Libbet had already run off towards the trestle tables set up at the heart of the great crowd. The other children went chasing after her, so Morning Star followed.

"I'll find you again soon, Mama."

"Find the Joy Boy first, darling."

The long tables were set in rectangles, four tables to each side, with supply wagons at either end. Cooks were hard at work on the inside, boiling up great vats of rice and beans and spiced vegetables. People crowded round holding out mugs or bowls, and the cooks dolloped the food into them until they were brimming over. There was no pushing or jostling, because there seemed to be a limitless amount of food in the vats.

Morning Star's band of hungry children wriggled their way to the table side and, having no bowls, were served in their outstretched hands. Morning Star looked on the laden supply wagons and the bubbling vats with amazement and some suspicion.

"What do you put in it?" she asked one of the cooks.

"Rice, beans, onions, tomatoes," said the cook.

"Nothing else?"

The cook laughed. "Joy," he said.

Morning Star couldn't stop the hungry children from eating, but she took nothing for herself.

"How does the Joyous pay for so much food?" she asked.

"Oh, there's always plenty of money," said the cook. "We don't use money here, so anything we have when we join goes to the Joyous. And every day more and more people join us."

"Look, lady!" cried Burny.

He had both hands piled high with rice and beans. He held them up before Morning Star, gazing at her, his eyes bright with happiness. Then he plunged his face into the sticky heap, rubbing rice and beans all over his cheeks and chin and brow, eating whatever came within reach of his mouth. The other children all started to copy Burny, squealing with delight. Some of the food stuck to their faces, and some of it fell to the ground.

"Don't do that," said Morning Star. "You're wasting it."

"Let them be," said the cook. "It takes us all that way at first. It's hunger makes folk greedy, same as being poor makes folk steal."

Hem nodded vigorously at this. He couldn't speak because he was eating as fast as he could, afraid that at any moment the food would be taken from him.

The smaller children, their bellies full, announced that they were sleepy. Morning Star led them to the nearest fire, and the people round it made spaces for them as if they were their own children.

"Come along, little ones. Curl up here. My, that's a big yawn!"

"They're orphans," said Morning Star, feeling she should make it clear she was not their mother.

"Not any more, they aren't," came the friendly answer. "They're children of the Joyous now."

Morning Star had no way of knowing that the children who had attached themselves to her would be safe in the care of these strangers; but they were already asleep, exhausted by the day's long tramp. And who was she herself,
she reflected, but just another stranger? So she left them by the fire and went off alone into the crowd. It was time to meet the source of this phenomenon: the one they called the Joy Boy.

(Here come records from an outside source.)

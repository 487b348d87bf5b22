//! maildrip Common - Shared types and utilities
//!
//! This crate provides common types, configuration, and the error type
//! shared across all maildrip components.

pub mod config;
pub mod error;
pub mod types;

pub use config::Config;
pub use error::{Error, Result};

Everywhere her eyes fell she saw happy people. If this was a drug, it was a highly effective one. She studied the colors of the people she passed and saw that the joy was genuine. It was impossible to fake the colors. And yet she could not rid herself of the conviction that something here was terribly, dangerously wrong. It was just all too easy. Joy was not to be had for the asking.

Her eyes fell on a random stranger, and the stranger gave her such a warm smile in the firelight that she felt ashamed of her suspicions. Maybe life was easy, and she alone made it hard. Maybe—

Her train of thought was broken by a comical sight ahead. A group of young people were standing round a crate of large overripe tomatoes, picking them out and tossing them high into the night air. They were pushing and jostling each other as they did so, to stand under the falling tomato, faces upturned, eyes screwed shut, competing to be the one on whom the tomato landed. The sight of a tomato exploding over a face was irresistibly funny. A single tomato made a surprising amount of mess. The pulp and juice went everywhere, leaving the drenched victim to wipe the skin from his eyes and shake the pips from his collar.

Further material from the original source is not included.